=== Input data ===
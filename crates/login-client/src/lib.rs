//! Persistent-session client for a login server.
//!
//! This crate provides:
//! - WebSocket connection with automatic reconnection and exponential backoff
//! - Cookie-to-token handshake over an HTTP side channel (FSM-based)
//! - Heartbeat liveness checking
//! - Session state (user, providers, server info, token) with change-only events
//! - Event listeners with a wildcard slot, plus a broadcast receiver

mod backoff;
mod client;
mod config;
mod error;
mod events;
mod handshake;
mod http;
mod liveness;
mod messages;
mod session;
mod timers;
mod token;
mod transport;
mod ws;

#[cfg(test)]
mod tests;

pub use backoff::Backoff;
pub use client::LoginClient;
pub use config::{
    ClientOptions, Endpoints, DEFAULT_HTTP_SETTLE_MS, DEFAULT_PING_INTERVAL_MS, DEFAULT_RETRY_MS,
    DEFAULT_RETRY_MS_MAX, DEFAULT_RETRY_MULT,
};
pub use error::{ClientError, ClientResult, ErrorKind};
pub use events::{Event, EventBus, EventName, Listener};
pub use handshake::handshake_machine;
pub use handshake::{Handshake, HandshakeInput, HandshakeMachine, HandshakeState};
pub use http::{
    fetch, Credentials, HttpFuture, HttpRequest, HttpRequester, HttpResponse, RedirectPolicy,
    ReqwestRequester,
};
pub use liveness::LivenessMonitor;
pub use messages::{AboutInfo, ClientMessage, Provider, ProviderList, ServerMessage, User};
pub use session::{ConnectionPhase, Session};
pub use token::{decode_claims, TokenClaims};
pub use transport::{Transport, TransportConnection, TransportEvent, TransportSink};
pub use ws::WsTransport;
//! Message transport seam.
//!
//! The client only needs a bidirectional text channel with open/close
//! notifications. [`crate::ws::WsTransport`] is the production implementation.

use tokio::sync::mpsc;

use crate::error::ClientResult;

/// Lifecycle and data notifications from a transport.
#[derive(Debug, Clone, PartialEq, Eq)]
pub enum TransportEvent {
    /// The connection is ready for sending.
    Opened,
    /// A text frame arrived.
    Message(String),
    /// The connection is gone. Always the last event of a connection.
    Closed { reason: Option<String> },
}

/// Write half of a transport connection.
pub trait TransportSink: Send + Sync {
    fn is_open(&self) -> bool;

    /// Queue a text frame. Fails if the connection is not open.
    fn send(&self, text: String) -> ClientResult<()>;

    /// Start closing. A [`TransportEvent::Closed`] follows on the event stream.
    fn close(&self);
}

/// A freshly opened (or opening) connection.
pub struct TransportConnection {
    pub sink: Box<dyn TransportSink>,
    pub events: mpsc::UnboundedReceiver<TransportEvent>,
}

/// Opens connections to a URL.
///
/// `open` must return immediately; connecting happens in the background and
/// is reported through the event stream. Called from within a tokio runtime.
pub trait Transport: Send + Sync {
    fn open(&self, url: &str) -> TransportConnection;
}
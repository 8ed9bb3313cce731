//! Outbound sends and the set_name operation.

use reqwest::Method;
use serde_json::{json, Value};

use super::harness::{advance, settle, Reply, TestHarness};
use crate::client::queued_sends;
use crate::error::ClientError;
use crate::events::{Event, EventName};
use crate::http::Credentials;
use crate::messages::ClientMessage;

const USER_URI: &str = "https://login.example.com/users/42";

async fn logged_in_harness() -> TestHarness {
    let h = TestHarness::new();
    let connection = h.connect_and_authenticate().await;
    connection.deliver(json!({
        "type": "loggedIn",
        "data": { "user": { "uri": USER_URI, "name": "Ada" } }
    }));
    settle().await;
    h
}

// =============================================================================
// send()
// =============================================================================

/// An open socket transmits immediately and publishes the raw frame.
#[tokio::test(start_paused = true)]
async fn test_send_on_open_socket() {
    let h = TestHarness::new();
    let connection = h.connect_and_authenticate().await;
    h.clear_events();

    h.client
        .send(ClientMessage::new("subscribe").with_field("channel", "news"));

    assert_eq!(
        connection.sent().last().unwrap(),
        &json!({ "type": "subscribe", "channel": "news" })
    );
    let events = h.events();
    assert_eq!(events.len(), 1);
    let Event::MessageSent { message } = &events[0] else {
        panic!("expected messageSent, got {:?}", events[0]);
    };
    let sent: Value = serde_json::from_str(message).unwrap();
    assert_eq!(sent["type"], "subscribe");
}

/// A write that fails on an open socket is logged only: no event, no retry.
#[tokio::test(start_paused = true)]
async fn test_failed_write_publishes_nothing() {
    let h = TestHarness::new();
    let connection = h.connect_and_authenticate().await;
    h.clear_events();
    connection.reject_sends();

    h.client.send(ClientMessage::new("hello"));
    settle().await;

    assert_eq!(h.count(EventName::MessageSent), 0);
    assert!(h.errors().is_empty());
    assert_eq!(queued_sends(&h.client), 0);
    assert!(!connection.is_closed());
    assert!(h.client.connected());
    assert!(!connection.sent_types().contains(&"hello".to_string()));
}

/// A send before the socket opens waits for the retry delay.
#[tokio::test(start_paused = true)]
async fn test_send_before_open_is_retried() {
    let h = TestHarness::new();
    h.client.send(ClientMessage::new("hello"));
    assert_eq!(queued_sends(&h.client), 1);
    assert_eq!(h.count(EventName::MessageSent), 0);

    let connection = h.connect_and_open().await;
    assert_eq!(connection.sent_types(), vec!["authenticate"]);

    advance(1_000).await;
    assert_eq!(connection.sent_types(), vec!["authenticate", "hello"]);
    assert_eq!(queued_sends(&h.client), 0);
}

/// Queued sends keep backing off while the socket stays closed.
#[tokio::test(start_paused = true)]
async fn test_queued_send_backs_off() {
    let h = TestHarness::new();
    h.client.connect();
    h.client.send(ClientMessage::new("hello"));

    // First retry at 1000ms finds the socket still closed; the next waits 1200ms
    advance(1_100).await;
    let connection = h.transport.latest();
    connection.open();
    settle().await;
    assert_eq!(queued_sends(&h.client), 1);

    advance(1_000).await;
    assert_eq!(connection.sent_types(), vec!["authenticate"]);

    advance(200).await;
    assert_eq!(connection.sent_types(), vec!["authenticate", "hello"]);
}

/// Queued sends go out in the order they were made.
#[tokio::test(start_paused = true)]
async fn test_queued_sends_keep_order() {
    let h = TestHarness::new();
    h.client.send(ClientMessage::new("first"));
    h.client.send(ClientMessage::new("second"));
    h.client.send(ClientMessage::new("third"));
    assert_eq!(queued_sends(&h.client), 3);

    let connection = h.connect_and_open().await;
    advance(1_000).await;

    assert_eq!(
        connection.sent_types(),
        vec!["authenticate", "first", "second", "third"]
    );
}

// =============================================================================
// set_name()
// =============================================================================

#[tokio::test(start_paused = true)]
async fn test_set_name_requires_login() {
    let h = TestHarness::new();

    let err = h.client.set_name("Grace").await.unwrap_err();

    assert!(matches!(err, ClientError::NotLoggedIn));
    assert!(h.http.requests().is_empty());
}

#[tokio::test(start_paused = true)]
async fn test_set_name_rejects_empty_name() {
    let h = logged_in_harness().await;
    let before = h.http.requests().len();

    let err = h.client.set_name("").await.unwrap_err();

    assert!(matches!(err, ClientError::InvalidName));
    assert_eq!(h.http.requests().len(), before);
}

/// A user record without a usable URI cannot be renamed.
#[tokio::test(start_paused = true)]
async fn test_set_name_rejects_user_without_uri() {
    let h = TestHarness::new();
    let connection = h.connect_and_authenticate().await;
    connection.deliver(json!({ "type": "loggedIn", "data": { "user": { "name": "Ada" } } }));
    settle().await;
    let before = h.http.requests().len();

    let err = h.client.set_name("Grace").await.unwrap_err();

    assert!(matches!(err, ClientError::InvalidUrl(_)));
    assert_eq!(h.http.requests().len(), before);
}

#[tokio::test(start_paused = true)]
async fn test_set_name_patches_user() {
    let h = logged_in_harness().await;
    h.http.reply(USER_URI, Reply::json(200, json!({ "name": "Grace" })));

    let response = h.client.set_name("Grace").await.unwrap();
    assert_eq!(response.status, 200);

    let request = h.http.requests().pop().unwrap();
    assert_eq!(request.method, Method::PATCH);
    assert_eq!(request.url, USER_URI);
    assert_eq!(request.credentials, Credentials::Include);
    assert_eq!(request.header("content-type"), Some("application/json"));
    let body: Value = serde_json::from_str(request.body.as_deref().unwrap()).unwrap();
    assert_eq!(body, json!({ "name": "Grace" }));
}

/// The rename does not touch local state; the server pushes `updated`.
#[tokio::test(start_paused = true)]
async fn test_set_name_leaves_user_untouched() {
    let h = logged_in_harness().await;
    h.http.reply(USER_URI, Reply::json(200, json!({})));

    h.client.set_name("Grace").await.unwrap();

    assert_eq!(h.client.user().unwrap().name(), Some("Ada"));
    assert_eq!(h.count(EventName::Update), 0);
}

#[tokio::test(start_paused = true)]
async fn test_set_name_surfaces_http_error() {
    let h = logged_in_harness().await;
    h.http.reply(USER_URI, Reply::Status(403, String::new()));

    let err = h.client.set_name("Grace").await.unwrap_err();

    assert_eq!(err.status(), Some(403));
}
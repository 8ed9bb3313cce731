//! Client-side view of the login session.

use serde::{Deserialize, Serialize};

use crate::messages::{AboutInfo, ProviderList, User};

/// Where the socket is in its lifecycle.
#[derive(Debug, Clone, Copy, PartialEq, Eq, Default, Serialize, Deserialize)]
#[serde(rename_all = "snake_case")]
pub enum ConnectionPhase {
    /// No socket, or the last one closed.
    #[default]
    Disconnected,
    /// Socket requested, not yet open.
    Connecting,
    /// Socket open, waiting for the `authenticated` acknowledgement.
    AwaitingAuth,
    /// The server accepted our token.
    Authenticated,
}

impl ConnectionPhase {
    pub fn is_authenticated(&self) -> bool {
        matches!(self, ConnectionPhase::Authenticated)
    }
}

/// Last-known server state.
///
/// `providers`, `about` and `token` only change when the new value differs
/// from the stored one; the setters report whether they did. Reconnects keep
/// everything except `phase`.
#[derive(Debug, Clone, Default)]
pub struct Session {
    phase: ConnectionPhase,
    logged_in: bool,
    user: Option<User>,
    providers: Option<ProviderList>,
    about: Option<AboutInfo>,
    token: Option<String>,
}

impl Session {
    pub fn new() -> Self {
        Self::default()
    }

    pub fn phase(&self) -> ConnectionPhase {
        self.phase
    }

    pub fn set_phase(&mut self, phase: ConnectionPhase) {
        self.phase = phase;
    }

    pub fn logged_in(&self) -> bool {
        self.logged_in
    }

    pub fn user(&self) -> Option<&User> {
        self.user.as_ref()
    }

    pub fn providers(&self) -> Option<&ProviderList> {
        self.providers.as_ref()
    }

    pub fn about(&self) -> Option<&AboutInfo> {
        self.about.as_ref()
    }

    pub fn token(&self) -> Option<&str> {
        self.token.as_deref()
    }

    /// Store `providers` if it differs from the current list.
    pub fn set_providers(&mut self, providers: ProviderList) -> bool {
        if self.providers.as_ref() == Some(&providers) {
            return false;
        }
        self.providers = Some(providers);
        true
    }

    /// Store `about` if it differs from the current blob.
    pub fn set_about(&mut self, about: AboutInfo) -> bool {
        if self.about.as_ref() == Some(&about) {
            return false;
        }
        self.about = Some(about);
        true
    }

    /// Store `token` if it differs from the current one.
    pub fn set_token(&mut self, token: Option<String>) -> bool {
        if self.token == token {
            return false;
        }
        self.token = token;
        true
    }

    pub fn log_in(&mut self, user: User) {
        self.user = Some(user);
        self.logged_in = true;
    }

    pub fn log_out(&mut self) {
        self.user = None;
        self.logged_in = false;
    }

    /// Replace the user record without touching the login flag.
    pub fn update_user(&mut self, user: User) {
        self.user = Some(user);
    }
}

=== Your goal ===
A verbatim transcription is needed of the lines above, starting at the line with "The rename does" and ending at the line with "pub fn providers(&self)", both included, and of nothing else.

=== Expected answer ===
/// The rename does not touch local state; the server pushes `updated`.
#[tokio::test(start_paused = true)]
async fn test_set_name_leaves_user_untouched() {
    let h = logged_in_harness().await;
    h.http.reply(USER_URI, Reply::json(200, json!({})));

    h.client.set_name("Grace").await.unwrap();

    assert_eq!(h.client.user().unwrap().name(), Some("Ada"));
    assert_eq!(h.count(EventName::Update), 0);
}

#[tokio::test(start_paused = true)]
async fn test_set_name_surfaces_http_error() {
    let h = logged_in_harness().await;
    h.http.reply(USER_URI, Reply::Status(403, String::new()));

    let err = h.client.set_name("Grace").await.unwrap_err();

    assert_eq!(err.status(), Some(403));
}
repository 8ed9bb3313cce731
//! Client-side view of the login session.

use serde::{Deserialize, Serialize};

use crate::messages::{AboutInfo, ProviderList, User};

/// Where the socket is in its lifecycle.
#[derive(Debug, Clone, Copy, PartialEq, Eq, Default, Serialize, Deserialize)]
#[serde(rename_all = "snake_case")]
pub enum ConnectionPhase {
    /// No socket, or the last one closed.
    #[default]
    Disconnected,
    /// Socket requested, not yet open.
    Connecting,
    /// Socket open, waiting for the `authenticated` acknowledgement.
    AwaitingAuth,
    /// The server accepted our token.
    Authenticated,
}

impl ConnectionPhase {
    pub fn is_authenticated(&self) -> bool {
        matches!(self, ConnectionPhase::Authenticated)
    }
}

/// Last-known server state.
///
/// `providers`, `about` and `token` only change when the new value differs
/// from the stored one; the setters report whether they did. Reconnects keep
/// everything except `phase`.
#[derive(Debug, Clone, Default)]
pub struct Session {
    phase: ConnectionPhase,
    logged_in: bool,
    user: Option<User>,
    providers: Option<ProviderList>,
    about: Option<AboutInfo>,
    token: Option<String>,
}

impl Session {
    pub fn new() -> Self {
        Self::default()
    }

    pub fn phase(&self) -> ConnectionPhase {
        self.phase
    }

    pub fn set_phase(&mut self, phase: ConnectionPhase) {
        self.phase = phase;
    }

    pub fn logged_in(&self) -> bool {
        self.logged_in
    }

    pub fn user(&self) -> Option<&User> {
        self.user.as_ref()
    }

    pub fn providers(&self) -> Option<&ProviderList> {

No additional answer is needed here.